DESCRIPTION OF THE TASK: A complete and exact copy of the data below is the task.

[Saved data entries]
------

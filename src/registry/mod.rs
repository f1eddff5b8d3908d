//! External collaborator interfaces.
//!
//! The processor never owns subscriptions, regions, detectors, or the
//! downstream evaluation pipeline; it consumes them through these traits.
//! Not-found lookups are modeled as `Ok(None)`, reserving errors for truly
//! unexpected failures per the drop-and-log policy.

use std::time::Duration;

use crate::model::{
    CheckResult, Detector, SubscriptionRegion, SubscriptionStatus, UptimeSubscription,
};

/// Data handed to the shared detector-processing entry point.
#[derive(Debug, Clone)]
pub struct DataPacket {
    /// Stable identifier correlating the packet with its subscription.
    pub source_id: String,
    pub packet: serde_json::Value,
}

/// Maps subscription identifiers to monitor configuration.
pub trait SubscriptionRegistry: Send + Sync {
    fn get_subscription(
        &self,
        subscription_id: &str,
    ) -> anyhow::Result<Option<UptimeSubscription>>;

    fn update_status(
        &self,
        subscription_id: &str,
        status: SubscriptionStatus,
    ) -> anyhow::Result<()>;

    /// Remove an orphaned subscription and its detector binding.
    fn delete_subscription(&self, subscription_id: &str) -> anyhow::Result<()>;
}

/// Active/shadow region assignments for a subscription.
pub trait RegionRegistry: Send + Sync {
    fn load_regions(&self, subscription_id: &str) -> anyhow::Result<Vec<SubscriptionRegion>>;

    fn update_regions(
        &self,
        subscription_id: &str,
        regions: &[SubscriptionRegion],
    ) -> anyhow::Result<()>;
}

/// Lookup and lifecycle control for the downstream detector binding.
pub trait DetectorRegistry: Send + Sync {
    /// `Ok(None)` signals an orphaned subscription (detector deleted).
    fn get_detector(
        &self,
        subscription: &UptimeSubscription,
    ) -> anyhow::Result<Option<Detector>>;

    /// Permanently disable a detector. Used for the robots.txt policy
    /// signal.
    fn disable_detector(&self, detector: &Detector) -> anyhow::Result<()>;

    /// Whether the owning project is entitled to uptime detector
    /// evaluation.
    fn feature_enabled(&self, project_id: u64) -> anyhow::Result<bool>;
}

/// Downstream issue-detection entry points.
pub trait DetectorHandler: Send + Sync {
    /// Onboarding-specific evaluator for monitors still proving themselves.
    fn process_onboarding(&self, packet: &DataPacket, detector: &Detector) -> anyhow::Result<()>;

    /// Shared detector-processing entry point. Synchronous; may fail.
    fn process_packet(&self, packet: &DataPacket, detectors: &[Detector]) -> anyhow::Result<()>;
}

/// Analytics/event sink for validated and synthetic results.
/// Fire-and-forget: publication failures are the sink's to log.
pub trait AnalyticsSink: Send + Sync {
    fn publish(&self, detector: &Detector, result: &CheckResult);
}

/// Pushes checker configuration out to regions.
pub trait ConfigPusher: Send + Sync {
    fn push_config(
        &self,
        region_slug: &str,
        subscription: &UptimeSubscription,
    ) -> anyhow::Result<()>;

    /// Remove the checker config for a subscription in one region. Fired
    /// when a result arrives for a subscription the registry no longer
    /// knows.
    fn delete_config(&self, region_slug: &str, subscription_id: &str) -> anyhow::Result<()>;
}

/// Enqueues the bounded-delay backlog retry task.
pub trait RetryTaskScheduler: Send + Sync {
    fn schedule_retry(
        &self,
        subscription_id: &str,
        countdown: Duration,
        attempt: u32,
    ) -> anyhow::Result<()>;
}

------

ANSWER TO THIS PROBLEM:
filename src/registry/mod.rs
repository f1eddff5b8d3908d
//! External collaborator interfaces.
//!
//! The processor never owns subscriptions, regions, detectors, or the
//! downstream evaluation pipeline; it consumes them through these traits.
//! Not-found lookups are modeled as `Ok(None)`, reserving errors for truly
//! unexpected failures per the drop-and-log policy.

use std::time::Duration;

use crate::model::{
    CheckResult, Detector, SubscriptionRegion, SubscriptionStatus, UptimeSubscription,
};

/// Data handed to the shared detector-processing entry point.
#[derive(Debug, Clone)]
pub struct DataPacket {
    /// Stable identifier correlating the packet with its subscription.
    pub source_id: String,
    pub packet: serde_json::Value,
}

/// Maps subscription identifiers to monitor configuration.
pub trait SubscriptionRegistry: Send + Sync {
    fn get_subscription(
        &self,
        subscription_id: &str,
    ) -> anyhow::Result<Option<UptimeSubscription>>;

    fn update_status(
        &self,
        subscription_id: &str,
        status: SubscriptionStatus,
    ) -> anyhow::Result<()>;

    /// Remove an orphaned subscription and its detector binding.
    fn delete_subscription(&self, subscription_id: &str) -> anyhow::Result<()>;
}

/// Active/shadow region assignments for a subscription.
pub trait RegionRegistry: Send + Sync {
    fn load_regions(&self, subscription_id: &str) -> anyhow::Result<Vec<SubscriptionRegion>>;

    fn update_regions(
        &self,
        subscription_id: &str,
        regions: &[SubscriptionRegion],
    ) -> anyhow::Result<()>;
}

/// Lookup and lifecycle control for the downstream detector binding.
pub trait DetectorRegistry: Send + Sync {
    /// `Ok(None)` signals an orphaned subscription (detector deleted).
    fn get_detector(
        &self,
        subscription: &UptimeSubscription,
    ) -> anyhow::Result<Option<Detector>>;

    /// Permanently disable a detector. Used for the robots.txt policy
    /// signal.
    fn disable_detector(&self, detector: &Detector) -> anyhow::Result<()>;

    /// Whether the owning project is entitled to uptime detector
    /// evaluation.
    fn feature_enabled(&self, project_id: u64) -> anyhow::Result<bool>;
}

/// Downstream issue-detection entry points.
pub trait DetectorHandler: Send + Sync {
    /// Onboarding-specific evaluator for monitors still proving themselves.
    fn process_onboarding(&self, packet: &DataPacket, detector: &Detector) -> anyhow::Result<()>;

    /// Shared detector-processing entry point. Synchronous; may fail.
    fn process_packet(&self, packet: &DataPacket, detectors: &[Detector]) -> anyhow::Result<()>;
}

/// Analytics/event sink for validated and synthetic results.
/// Fire-and-forget: publication failures are the sink's to log.
pub trait AnalyticsSink: Send + Sync {
    fn publish(&self, detector: &Detector, result: &CheckResult);
}

/// Pushes checker configuration out to regions.
pub trait ConfigPusher: Send + Sync {
    fn push_config(
        &self,
        region_slug: &str,
        subscription: &UptimeSubscription,
    ) -> anyhow::Result<()>;

    /// Remove the checker config for a subscription in one region. Fired
    /// when a result arrives for a subscription the registry no longer
    /// knows.
    fn delete_config(&self, region_slug: &str, subscription_id: &str) -> anyhow::Result<()>;
}

/// Enqueues the bounded-delay backlog retry task.
pub trait RetryTaskScheduler: Send + Sync {
    fn schedule_retry(
        &self,
        subscription_id: &str,
        countdown: Duration,
        attempt: u32,
    ) -> anyhow::Result<()>;
}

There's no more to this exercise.